To cope with constant changes in the global economy and unpredictable events as well as to improve the resilience of the financial market, we need to balance the short-term need for agility and flexibility and the long-term need for stability.

Personally, I think though the financial and monetary risks are increasing, we are still able to manage the risks to some extent because Vietnamese financial and banking systems are now much more resilient than those of the 1997-98 period when the Asian financial crisis happened and those of the 2010-12 period when the 2008 global financial crisis had taken a toll.

Besides, the country’s macro-economy and macro-indicators are now much more stable. More importantly, policy-makers and managers have been proving to be more proficient in governing the market. This is manifested by the more efficient way the State Bank of Vietnam uses monetary instruments and coordinates monetary policy with fiscal policy to manage money supply, credit and liquidity.

In the short term, especially when the economy and businesses have started regaining momentum for growth, policy changes need to be done step by step to avoid shocks to the market and stakeholders.

For example, it is necessary to follow and assess the potential risks of credit flowing into securities and real estate sectors. But the real estate market has different segments which also have different levels of risk, thus we should not equate the risk levels of all types of properties.

Some real estate projects which have positive spillover effects and are developed based on real demand will likely contribute a large part to economic growth. When dealing with the wrongdoings of real estate investors, State management agencies should consider case by case to impose suitable sanctions rather than letting the whole market be affected.

Compared with other countries in the region such as Malaysia, Singapore, and Thailand, Việt Nam’s corporate bond market size is still very modest. However, in the long run, corporate bonds are still an effective capital mobilisation channel, demonstrating the dynamism of an economy, and giving investors diverse investment opportunities.

Concerns of State management agencies often stem from information asymmetry between enterprises and investors (individuals or organisations). Therefore, the credit rating for bond issuers is extremely necessary. The Government should create conditions for the establishment of independent and professional credit rating agencies. Other fundamental things are to improve the quality of investors (individuals or organisations) and to develop long-term investment institutions such as pension funds and social insurance institutions. 

The Ministry of Finance and the State Securities Commission need to set up an effective inspection mechanism for bond issuers from the phase of document submission, instead of detecting wrongdoings after they has successfully made deals, causing unnecessary disturbance to the market.
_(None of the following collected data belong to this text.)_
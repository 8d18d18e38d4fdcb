//! Minimal HTTP/1.1 server for integration tests.
//!
//! Serves one canned response to every GET, or redirects to another URL.
//! Counts requests so tests can assert there were no retries.

use std::io::{Read, Write};
use std::net::TcpListener;
use std::sync::atomic::{AtomicUsize, Ordering};
use std::sync::Arc;
use std::thread;

#[derive(Debug, Clone)]
pub struct Canned {
    pub status: u16,
    pub reason: &'static str,
    pub content_type: &'static str,
    pub body: Vec<u8>,
    /// When set, respond with a 302 to this location instead.
    pub redirect_to: Option<String>,
}

impl Canned {
    pub fn ok(body: Vec<u8>) -> Self {
        Self {
            status: 200,
            reason: "OK",
            content_type: "application/vnd.openxmlformats-officedocument.spreadsheetml.sheet",
            body,
            redirect_to: None,
        }
    }

    pub fn status(status: u16, reason: &'static str) -> Self {
        Self {
            status,
            reason,
            content_type: "text/html; charset=utf-8",
            body: format!("<html><body>{}</body></html>", reason).into_bytes(),
            redirect_to: None,
        }
    }

    pub fn redirect(to: String) -> Self {
        Self {
            status: 302,
            reason: "Found",
            content_type: "text/html",
            body: Vec::new(),
            redirect_to: Some(to),
        }
    }
}

pub struct TestServer {
    pub url: String,
    hits: Arc<AtomicUsize>,
}

impl TestServer {
    pub fn hits(&self) -> usize {
        self.hits.load(Ordering::SeqCst)
    }
}

/// Starts a server in a background thread. The server runs until the process exits.
pub fn start(canned: Canned) -> TestServer {
    let listener = TcpListener::bind("127.0.0.1:0").expect("bind");
    let port = listener.local_addr().unwrap().port();
    let hits = Arc::new(AtomicUsize::new(0));
    let hits_srv = Arc::clone(&hits);
    let canned = Arc::new(canned);
    thread::spawn(move || {
        for stream in listener.incoming().flatten() {
            let canned = Arc::clone(&canned);
            let hits = Arc::clone(&hits_srv);
            thread::spawn(move || handle(stream, &canned, &hits));
        }
    });
    TestServer {
        url: format!("http://127.0.0.1:{}/export?format=xlsx", port),
        hits,
    }
}

/// A URL on which nothing is listening.
pub fn closed_port_url() -> String {
    let listener = TcpListener::bind("127.0.0.1:0").expect("bind");
    let port = listener.local_addr().unwrap().port();
    drop(listener);
    format!("http://127.0.0.1:{}/export?format=xlsx", port)
}

fn handle(mut stream: std::net::TcpStream, canned: &Canned, hits: &AtomicUsize) {
    let _ = stream.set_read_timeout(Some(std::time::Duration::from_secs(2)));
    let _ = stream.set_write_timeout(Some(std::time::Duration::from_secs(2)));
    let mut buf = [0u8; 8192];
    let n = match stream.read(&mut buf) {
        Ok(0) => return,
        Ok(n) => n,
        Err(_) => return,
    };
    let request = String::from_utf8_lossy(&buf[..n]);
    let method = request.split_whitespace().next().unwrap_or("");
    if !method.eq_ignore_ascii_case("GET") {
        let _ = stream.write_all(
            b"HTTP/1.1 405 Method Not Allowed\r\nContent-Length: 0\r\nConnection: close\r\n\r\n",
        );
        return;
    }
    hits.fetch_add(1, Ordering::SeqCst);

    let location = canned
        .redirect_to
        .as_deref()
        .map(|to| format!("Location: {}\r\n", to))
        .unwrap_or_default();
    let response = format!(
        "HTTP/1.1 {} {}\r\nContent-Type: {}\r\nContent-Length: {}\r\n{}Connection: close\r\n\r\n",
        canned.status,
        canned.reason,
        canned.content_type,
        canned.body.len(),
        location
    );
    let _ = stream.write_all(response.as_bytes());
    let _ = stream.write_all(&canned.body);
}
In medium and long-term, it is important to continue addressing the bad debt issue and restructuring the banking system and stock market. Commercial banks’ renovation should be boosted to meet requirements of best practices such as Basel II and Basel III while the stock market must be upgraded to emerging market level from the current frontier market classification.  

*Võ Trí Thành is a former vice-president of the Central Institute for Economic Management (CIEM) and a member of the National Financial and Monetary Policy Advisory Council. The holder of a doctorate in economics from the Australian National University, Thành mainly undertakes research and provides consultation on issues related to macroeconomic policies, trade liberalisation and international economic integration. Other areas of interest include institutional reforms and financial systems.